(Stored items)
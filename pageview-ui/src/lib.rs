//! Lớp tương tác của dashboard pageview cho môi trường WebAssembly.
//!
//! Hai cách dùng: gắn controller vào trang render sẵn từ server
//! (`init_interactions`), hoặc render biểu đồ/dropdown bằng component Yew
//! (`mount_bar_chart`, `mount_dropdown`).

use std::cell::Cell;

use pageview_core::UiConfig;
use serde::Deserialize;

#[cfg(target_arch = "wasm32")]
mod components;
#[cfg(target_arch = "wasm32")]
mod dom;
#[cfg(target_arch = "wasm32")]
mod dropdown;
#[cfg(target_arch = "wasm32")]
mod styles;
#[cfg(target_arch = "wasm32")]
mod tooltip;

/// Cấu hình từ JavaScript; trường nào bỏ trống thì giữ mặc định.
#[derive(Deserialize)]
pub struct JsUiConfig {
    #[serde(default)]
    selectors: Option<pageview_core::Selectors>,
    #[serde(default)]
    open_class: Option<String>,
    #[serde(default)]
    tooltip_gap_px: Option<f64>,
    #[serde(default)]
    value_suffix: Option<String>,
}

impl From<JsUiConfig> for UiConfig {
    fn from(cfg: JsUiConfig) -> Self {
        let mut base = UiConfig::default();
        if let Some(selectors) = cfg.selectors {
            base.selectors = selectors;
        }
        if let Some(open_class) = cfg.open_class {
            base.open_class = open_class;
        }
        if let Some(gap) = cfg.tooltip_gap_px {
            base.tooltip_gap_px = gap;
        }
        if let Some(suffix) = cfg.value_suffix {
            base.value_suffix = suffix;
        }
        base
    }
}

/// Cờ khởi tạo một lần. Chỉ được bật khi bước chuẩn bị thành công, để lần gọi
/// sau với cấu hình đã sửa vẫn gắn được controller.
#[derive(Debug, Default)]
pub struct InitOnce {
    done: Cell<bool>,
}

impl InitOnce {
    pub const fn new() -> Self {
        Self {
            done: Cell::new(false),
        }
    }

    pub fn is_done(&self) -> bool {
        self.done.get()
    }

    /// Chạy `prepare` nếu chưa khởi tạo. `Ok(None)` nghĩa là đã khởi tạo trước đó.
    pub fn run<T, E>(&self, prepare: impl FnOnce() -> Result<T, E>) -> Result<Option<T>, E> {
        if self.done.get() {
            return Ok(None);
        }
        let value = prepare()?;
        self.done.set(true);
        Ok(Some(value))
    }
}

#[cfg(target_arch = "wasm32")]
mod wasm_ui {
    use crate::components::{BarChartView, BarChartViewProps, DropdownView, DropdownViewProps};
    use crate::dom::{self, Listener};
    use crate::{dropdown, tooltip, InitOnce, JsUiConfig};
    use pageview_core::{layout_bar_chart, BarInput, ChartDimensions, Dropdown, UiConfig};
    use serde_wasm_bindgen::from_value;
    use wasm_bindgen::prelude::*;
    use web_sys::{Document, Element, Event};

    thread_local! {
        static INITIALIZED: InitOnce = const { InitOnce::new() };
    }

    fn parse_config(config: Option<JsValue>) -> Result<UiConfig, JsValue> {
        match config {
            Some(value) if !value.is_undefined() && !value.is_null() => {
                let cfg: JsUiConfig = from_value(value)
                    .map_err(|err| JsValue::from_str(&format!("Không đọc được config: {err}")))?;
                Ok(UiConfig::from(cfg))
            }
            _ => Ok(UiConfig::default()),
        }
    }

    fn attach_all(document: &Document, config: &UiConfig) -> Result<(), JsValue> {
        tooltip::attach(document, config)?;
        dropdown::attach(document, config)?;
        Ok(())
    }

    /// Gắn tooltip và dropdown vào trang khi document sẵn sàng. Sau một lần gọi
    /// thành công, các lần gọi tiếp theo không làm gì.
    #[wasm_bindgen]
    pub fn init_interactions(config: Option<JsValue>) -> Result<(), JsValue> {
        let prepared = INITIALIZED.with(|init| {
            init.run(|| Ok::<_, JsValue>((parse_config(config)?, dom::document()?)))
        })?;
        let Some((config, document)) = prepared else {
            return Ok(());
        };

        if document.ready_state() != "loading" {
            return attach_all(&document, &config);
        }

        let target = document.clone();
        let on_ready = move |_: Event| {
            if let Err(err) = attach_all(&target, &config) {
                dom::report("Không khởi tạo được tương tác", &err);
            }
        };
        Listener::new(&document, "DOMContentLoaded", on_ready)?.forget();
        Ok(())
    }

    fn find_target(selector: &str) -> Result<Element, JsValue> {
        dom::document()?
            .query_selector(selector)
            .map_err(|err| JsValue::from_str(&format!("Selector lỗi: {err:?}")))?
            .ok_or_else(|| JsValue::from_str("Không tìm thấy element theo selector"))
    }

    #[wasm_bindgen]
    pub fn mount_bar_chart(
        selector: &str,
        points: JsValue,
        config: Option<JsValue>,
    ) -> Result<(), JsValue> {
        let target = find_target(selector)?;
        let points: Vec<BarInput> = from_value(points)?;
        let chart = layout_bar_chart(&points, &ChartDimensions::default())
            .map_err(|err| JsValue::from_str(&err.to_string()))?;
        let config = parse_config(config)?;

        yew::Renderer::<BarChartView>::with_root_and_props(
            target,
            BarChartViewProps { chart, config },
        )
        .render();
        Ok(())
    }

    #[wasm_bindgen]
    pub fn mount_dropdown(
        selector: &str,
        dropdown: JsValue,
        config: Option<JsValue>,
    ) -> Result<(), JsValue> {
        let target = find_target(selector)?;
        let dropdown: Dropdown = from_value(dropdown)?;
        let config = parse_config(config)?;

        yew::Renderer::<DropdownView>::with_root_and_props(
            target,
            DropdownViewProps { dropdown, config },
        )
        .render();
        Ok(())
    }
}

#[cfg(target_arch = "wasm32")]
pub use wasm_ui::{init_interactions, mount_bar_chart, mount_dropdown};

#[cfg(not(target_arch = "wasm32"))]
fn unsupported() -> wasm_bindgen::JsValue {
    wasm_bindgen::JsValue::from_str("pageview-ui chỉ hỗ trợ biên dịch target wasm32")
}

#[cfg(not(target_arch = "wasm32"))]
pub fn init_interactions(_: Option<wasm_bindgen::JsValue>) -> Result<(), wasm_bindgen::JsValue> {
    Err(unsupported())
}

#[cfg(not(target_arch = "wasm32"))]
pub fn mount_bar_chart(
    _: &str,
    _: wasm_bindgen::JsValue,
    _: Option<wasm_bindgen::JsValue>,
) -> Result<(), wasm_bindgen::JsValue> {
    Err(unsupported())
}

#[cfg(not(target_arch = "wasm32"))]
pub fn mount_dropdown(
    _: &str,
    _: wasm_bindgen::JsValue,
    _: Option<wasm_bindgen::JsValue>,
) -> Result<(), wasm_bindgen::JsValue> {
    Err(unsupported())
}
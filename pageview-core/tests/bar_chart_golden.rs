use std::fs;

use pageview_core::{layout_bar_chart, BarChart, BarInput, ChartDimensions, PageviewError};

fn fixture_path(name: &str) -> String {
    format!("{}/tests/data/{name}", env!("CARGO_MANIFEST_DIR"))
}

#[test]
fn weekly_chart_matches_golden() {
    let points = fs::read_to_string(fixture_path("weekly_points.json"))
        .expect("Không đọc được dữ liệu mẫu");
    let points: Vec<BarInput> = serde_json::from_str(&points).expect("Dữ liệu mẫu không hợp lệ");

    let chart = layout_bar_chart(&points, &ChartDimensions::default())
        .expect("Không dựng được biểu đồ");

    let expected = fs::read_to_string(fixture_path("weekly_chart.json"))
        .expect("Không đọc được golden chart");
    let expected: BarChart = serde_json::from_str(&expected).expect("Golden không hợp lệ");

    assert_eq!(chart, expected);
    assert_eq!(chart.total(), 70);
}

#[test]
fn empty_input_yields_no_bars() {
    let chart = layout_bar_chart(&[], &ChartDimensions::default()).unwrap();
    assert!(chart.bars.is_empty());
    assert_eq!(chart.width, 900.0);
    assert_eq!(chart.height, 200.0);
}

#[test]
fn all_zero_values_sit_on_baseline() {
    let points = vec![BarInput::new("a", 0), BarInput::new("b", 0)];
    let chart = layout_bar_chart(&points, &ChartDimensions::default()).unwrap();

    for bar in &chart.bars {
        assert_eq!(bar.y, 200.0);
        assert_eq!(bar.height, 20.0);
        assert!(bar.x.is_finite());
    }
}

#[test]
fn left_offset_shifts_every_bar() {
    let dimensions = ChartDimensions {
        left_offset: 100.0,
        ..ChartDimensions::default()
    };
    let points = vec![BarInput::new("a", 1), BarInput::new("b", 2)];
    let chart = layout_bar_chart(&points, &dimensions).unwrap();

    // slot 400, bar 200, gutter/2 = 100
    assert_eq!(chart.bars[0].x, 200.0);
    assert_eq!(chart.bars[1].x, 600.0);
    assert_eq!(chart.bars[0].width, 200.0);
}

#[test]
fn rejects_invalid_dimensions() {
    let cases = [
        ChartDimensions {
            width: 0.0,
            ..ChartDimensions::default()
        },
        ChartDimensions {
            height: f64::NAN,
            ..ChartDimensions::default()
        },
        ChartDimensions {
            top_offset: 200.0,
            ..ChartDimensions::default()
        },
    ];

    for dimensions in cases {
        let err = layout_bar_chart(&[BarInput::new("a", 1)], &dimensions).unwrap_err();
        assert!(matches!(err, PageviewError::InvalidDimensions(_)));
    }
}
//! Nội dung và trạng thái của tooltip dùng chung cho mọi cột.

use serde::{Deserialize, Serialize};

use crate::geometry::TooltipPlacement;

/// Nội dung đọc từ `data-label` / `data-value` của một cột.
#[derive(Debug, Clone, Default, Serialize, Deserialize, PartialEq, Eq)]
pub struct TooltipContent {
    pub label: Option<String>,
    pub value: Option<String>,
}

impl TooltipContent {
    pub fn from_attributes(label: Option<String>, value: Option<String>) -> Self {
        Self { label, value }
    }

    /// Nhãn hiển thị; thiếu thuộc tính thì trả về chuỗi rỗng.
    pub fn label_text(&self) -> &str {
        self.label.as_deref().unwrap_or_default()
    }

    /// Dòng giá trị, ví dụ `"42 views"`. Thiếu `data-value` thì để trống.
    pub fn value_text(&self, suffix: &str) -> String {
        match self.value.as_deref() {
            Some(value) if suffix.is_empty() => value.to_string(),
            Some(value) => format!("{value} {suffix}"),
            None => String::new(),
        }
    }
}

/// Mô hình headless của tooltip: chỉ có một tooltip, hiển thị hoặc ẩn.
#[derive(Debug, Clone, Default, PartialEq)]
pub struct TooltipState {
    visible: bool,
    content: TooltipContent,
    placement: TooltipPlacement,
}

impl TooltipState {
    pub fn new() -> Self {
        Self::default()
    }

    /// Pointer di chuyển trên một cột: thay nội dung và hiện tooltip.
    ///
    /// Tooltip phải hiển thị trước khi đo kích thước, vì vậy vị trí được cập
    /// nhật riêng bằng [`TooltipState::place`].
    pub fn show(&mut self, content: TooltipContent) {
        self.content = content;
        self.visible = true;
    }

    pub fn place(&mut self, placement: TooltipPlacement) {
        self.placement = placement;
    }

    /// Pointer rời cột hoặc click ra ngoài.
    pub fn hide(&mut self) {
        self.visible = false;
    }

    /// Click ở cấp document. Trả về `true` khi click này làm tooltip ẩn đi.
    pub fn handle_document_click(&mut self, on_bar: bool) -> bool {
        if on_bar || !self.visible {
            return false;
        }
        self.hide();
        true
    }

    pub fn is_visible(&self) -> bool {
        self.visible
    }

    pub fn content(&self) -> &TooltipContent {
        &self.content
    }

    pub fn placement(&self) -> TooltipPlacement {
        self.placement
    }

    /// Giá trị CSS `display` tương ứng.
    pub fn display(&self) -> &'static str {
        if self.visible {
            "flex"
        } else {
            "none"
        }
    }
}
//! Bảng các trang được xem nhiều nhất, có phân trang.

use std::collections::HashMap;

use chrono::{DateTime, Utc};
use serde::{Deserialize, Serialize};

use crate::daterange::DateRange;

/// Số dòng mỗi trang của bảng.
pub const PAGE_LIMIT: usize = 10;

/// Một lượt xem thô.
#[derive(Debug, Clone, Serialize, Deserialize, PartialEq, Eq)]
pub struct PageView {
    pub path: String,
    #[serde(default)]
    pub title: String,
    pub received_at: DateTime<Utc>,
}

/// Một dòng của bảng: một path cùng số lượt xem trong khoảng thời gian.
#[derive(Debug, Clone, Serialize, Deserialize, PartialEq, Eq)]
pub struct PageRow {
    pub title: String,
    pub path: String,
    pub views: u64,
}

/// Một trang kết quả và tổng số path khác nhau trước khi cắt trang.
#[derive(Debug, Clone, Default, Serialize, Deserialize, PartialEq, Eq)]
pub struct PageSlice {
    pub rows: Vec<PageRow>,
    pub total_rows: usize,
}

/// Gom lượt xem theo path, sắp theo số lượt giảm dần rồi lấy `limit` dòng từ
/// vị trí `offset`.
///
/// Chỉ tính lượt xem nằm trong cửa sổ của `range`. Path bằng lượt xem được xếp
/// theo thứ tự chữ cái; tiêu đề lấy từ lượt xem mới nhất của path đó.
pub fn top_pages(
    views: &[PageView],
    range: DateRange,
    now: DateTime<Utc>,
    limit: usize,
    offset: usize,
) -> PageSlice {
    let start = range.window_start(now);
    let mut grouped: HashMap<&str, (u64, &PageView)> = HashMap::new();

    for view in views
        .iter()
        .filter(|view| view.received_at >= start && view.received_at <= now)
    {
        let entry = grouped.entry(view.path.as_str()).or_insert((0, view));
        entry.0 += 1;
        if view.received_at > entry.1.received_at {
            entry.1 = view;
        }
    }

    let mut rows: Vec<PageRow> = grouped
        .into_iter()
        .map(|(path, (views, latest))| PageRow {
            title: latest.title.clone(),
            path: path.to_string(),
            views,
        })
        .collect();
    rows.sort_by(|a, b| b.views.cmp(&a.views).then_with(|| a.path.cmp(&b.path)));

    let total_rows = rows.len();
    let rows = rows.into_iter().skip(offset).take(limit).collect();
    PageSlice { rows, total_rows }
}

/// Thanh phân trang dưới bảng. Số thứ tự dòng đếm từ 1.
#[derive(Debug, Clone, Default, Serialize, Deserialize, PartialEq, Eq)]
pub struct Pagination {
    pub page_start_record: usize,
    pub page_end_record: usize,
    pub total_records: usize,
    pub prev_link: Option<String>,
    pub next_link: Option<String>,
}

/// Bảng pageview sẵn sàng để render.
#[derive(Debug, Clone, Default, Serialize, Deserialize, PartialEq, Eq)]
pub struct PageViewsTable {
    pub records: Vec<PageRow>,
    pub should_show_pagination: bool,
    pub pagination: Pagination,
}

/// Offset lấy từ query string; giá trị không đọc được coi như `0`.
pub fn parse_offset(value: &str) -> usize {
    value.trim().parse().unwrap_or(0)
}

fn table_link(project_id: &str, range: DateRange, offset: usize) -> String {
    format!("/?project_id={project_id}&daterange={range}&current_pageview_table_offset={offset}")
}

/// Dựng bảng pageview cho project và khoảng thời gian, trang bắt đầu ở `offset`.
pub fn page_views_table(
    views: &[PageView],
    project_id: &str,
    range: DateRange,
    now: DateTime<Utc>,
    offset: usize,
) -> PageViewsTable {
    let slice = top_pages(views, range, now, PAGE_LIMIT, offset);
    let mut table = PageViewsTable {
        pagination: Pagination {
            page_start_record: offset + 1,
            ..Pagination::default()
        },
        ..PageViewsTable::default()
    };

    if slice.rows.is_empty() {
        return table;
    }

    table.pagination.total_records = slice.total_rows;
    table.pagination.page_end_record = offset + slice.rows.len();
    table.should_show_pagination = slice.total_rows > PAGE_LIMIT;
    table.records = slice.rows;

    if table.should_show_pagination && offset != 0 {
        let prev = offset.saturating_sub(PAGE_LIMIT);
        table.pagination.prev_link = Some(table_link(project_id, range, prev));
    }
    if table.should_show_pagination && offset + PAGE_LIMIT < slice.total_rows {
        let next = offset + PAGE_LIMIT;
        table.pagination.next_link = Some(table_link(project_id, range, next));
    }

    table
}
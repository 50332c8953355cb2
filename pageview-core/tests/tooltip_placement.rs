use pageview_core::{place_tooltip, Rect, Size, TooltipContent, TooltipState, Viewport};

const GAP: f64 = 5.0;

fn viewport(width: f64) -> Viewport {
    Viewport {
        width,
        scroll_y: 0.0,
    }
}

#[test]
fn centers_over_bar_and_sits_above_it() {
    let bar = Rect::new(100.0, 300.0, 40.0, 120.0);
    let tooltip = Size {
        width: 80.0,
        height: 30.0,
    };

    let placement = place_tooltip(&bar, tooltip, &viewport(1024.0), GAP);

    assert_eq!(placement.left, 80.0);
    assert_eq!(placement.top, 265.0);
    assert_eq!(placement.left_css(), "80px");
    assert_eq!(placement.top_css(), "265px");
}

#[test]
fn accounts_for_vertical_scroll() {
    let bar = Rect::new(100.0, 50.0, 40.0, 120.0);
    let tooltip = Size {
        width: 20.0,
        height: 30.0,
    };
    let viewport = Viewport {
        width: 1024.0,
        scroll_y: 400.0,
    };

    let placement = place_tooltip(&bar, tooltip, &viewport, GAP);

    assert_eq!(placement.top, 415.0);
}

#[test]
fn right_aligns_to_bar_near_right_edge() {
    let bar = Rect::new(960.0, 300.0, 40.0, 100.0);
    let tooltip = Size {
        width: 120.0,
        height: 30.0,
    };

    let placement = place_tooltip(&bar, tooltip, &viewport(1000.0), GAP);

    assert_eq!(placement.left, 880.0);
    assert!(placement.left + tooltip.width <= 1000.0);
}

#[test]
fn left_aligns_to_bar_near_left_edge() {
    let bar = Rect::new(10.0, 300.0, 40.0, 100.0);
    let tooltip = Size {
        width: 120.0,
        height: 30.0,
    };

    let placement = place_tooltip(&bar, tooltip, &viewport(1000.0), GAP);

    assert_eq!(placement.left, 10.0);
}

#[test]
fn never_crosses_viewport_edges() {
    let viewport_width = 320.0;
    let tooltip = Size {
        width: 90.0,
        height: 24.0,
    };

    let mut x = -50.0;
    while x <= 400.0 {
        for width in [1.0, 20.0, 60.0] {
            let bar = Rect::new(x, 200.0, width, 80.0);
            let placement = place_tooltip(&bar, tooltip, &viewport(viewport_width), GAP);
            assert!(placement.left >= 0.0, "left âm với x={x}, width={width}");
            assert!(
                placement.left + tooltip.width <= viewport_width,
                "tràn mép phải với x={x}, width={width}"
            );
        }
        x += 7.5;
    }
}

#[test]
fn tooltip_wider_than_viewport_pins_to_left() {
    let bar = Rect::new(100.0, 200.0, 40.0, 80.0);
    let tooltip = Size {
        width: 500.0,
        height: 24.0,
    };

    let placement = place_tooltip(&bar, tooltip, &viewport(320.0), GAP);

    assert_eq!(placement.left, 0.0);
}

#[test]
fn content_formats_value_with_suffix() {
    let content =
        TooltipContent::from_attributes(Some("05 Mar".to_string()), Some("42".to_string()));

    assert_eq!(content.label_text(), "05 Mar");
    assert_eq!(content.value_text("views"), "42 views");
    assert_eq!(content.value_text(""), "42");
}

#[test]
fn missing_attributes_render_empty() {
    let content = TooltipContent::from_attributes(None, None);

    assert_eq!(content.label_text(), "");
    assert_eq!(content.value_text("views"), "");
}

#[test]
fn hover_shows_and_leave_hides() {
    let mut state = TooltipState::new();
    assert!(!state.is_visible());
    assert_eq!(state.display(), "none");

    let first = TooltipContent::from_attributes(Some("a".to_string()), Some("1".to_string()));
    let placement = place_tooltip(
        &Rect::new(10.0, 10.0, 10.0, 10.0),
        Size::default(),
        &viewport(100.0),
        GAP,
    );
    state.show(first);
    state.place(placement);
    assert!(state.is_visible());
    assert_eq!(state.display(), "flex");

    let second = TooltipContent::from_attributes(Some("b".to_string()), Some("2".to_string()));
    state.show(second.clone());
    assert_eq!(state.content(), &second);
    assert_eq!(state.placement(), placement);

    state.hide();
    assert!(!state.is_visible());
    assert_eq!(state.display(), "none");
}

fn visible_state() -> TooltipState {
    let mut state = TooltipState::new();
    state.show(TooltipContent::from_attributes(
        Some("05 Mar".to_string()),
        Some("42".to_string()),
    ));
    state
}

#[test]
fn click_on_bar_keeps_tooltip_visible() {
    let mut state = visible_state();

    assert!(!state.handle_document_click(true));
    assert!(state.is_visible());
}

#[test]
fn click_off_bar_hides_tooltip() {
    let mut state = visible_state();

    assert!(state.handle_document_click(false));
    assert!(!state.is_visible());
    assert_eq!(state.display(), "none");
}

#[test]
fn click_off_bar_while_hidden_changes_nothing() {
    let mut state = TooltipState::new();
    let before = state.clone();

    assert!(!state.handle_document_click(false));
    assert_eq!(state, before);
}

What to work on - Bring together each line above where the string "thành" turns up.

Task response -
/// Cờ khởi tạo một lần. Chỉ được bật khi bước chuẩn bị thành công, để lần gọi
    /// thành công, các lần gọi tiếp theo không làm gì.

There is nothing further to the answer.